My next topic concerns the medium in which we’re communicating: the internet. As an editor and proofreader for web companies and content creators, I’ve seen missteps that are peculiar to this medium and, on the whole, were virtually unknown (pun intended) prior to our current era of electronic communication and composition in the HTML environment.

No amount of polishing your prose, running it through spell-check or begging other pairs of eyes to review your work before you upload it will necessarily catch and fix these problems so unique to oue post-print world.

That’s why it’s so hard to notice them, let alone avoid them. Your computer won’t be any help there either, because it probably put them there in the first place! So, here are those two problems:

How not to face the wrong way.

Take a look at these items, and see if you can spot what’s wrong:

  • rock ‘n’ roll
  • How ‘bout it?
  • “ ’That’s the way it goes,’ he said.”

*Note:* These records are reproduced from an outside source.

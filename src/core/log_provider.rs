//! Log provider trait for output destinations

use super::{error::Result, log_entry::LogEntry};
use async_trait::async_trait;

/// Asynchronous destination for log entries
///
/// Providers are shared between concurrent dispatches, so `write` takes
/// `&self`; implementations guard their own mutable state.
///
/// # Example
///
/// ```no_run
/// use rust_logger_core::core::{LogEntry, LogProvider, Result};
/// use async_trait::async_trait;
///
/// struct StdoutProvider;
///
/// #[async_trait]
/// impl LogProvider for StdoutProvider {
///     async fn write(&self, entry: &LogEntry) -> Result<()> {
///         println!("{} {}", entry.level, entry.message_or_empty());
///         Ok(())
///     }
///
///     fn name(&self) -> &str {
///         "stdout"
///     }
/// }
/// ```
#[async_trait]
pub trait LogProvider: Send + Sync {
    /// Write a log entry
    async fn write(&self, entry: &LogEntry) -> Result<()>;

    /// Flush buffered entries
    async fn flush(&self) -> Result<()> {
        Ok(())
    }

    /// Get the provider name
    fn name(&self) -> &str;
}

In each example, an apostrophe or single quotation mark points in the wrong direction. It’s pretty obvious in the third example, but in “rock ‘n’ roll” and situations where an apostrophe precedes the word (as in ’bout or Cockney dialogue like ’Ave yer got the ’eat on, Fergus?), we can easily overlook it.

Apostrophes normally turn up toward the end of a word; for example, they’re in contractions like that’s and who’s, as well as in possessives like Arby’s and Lowe’s. I suspect that some readers who edit their own work — and even editors — mistake initial apostrophes, rare as they are, for a single open quotation mark. They look the same, but they don’t serve the same purpose.

This problem arises in writing for the web because a “helpful” word-processing program assumes that if you just hit the apostrophe or quotation key out in the open, you were starting to type a quote; and it tosses an open single or double quotation mark up on the screen.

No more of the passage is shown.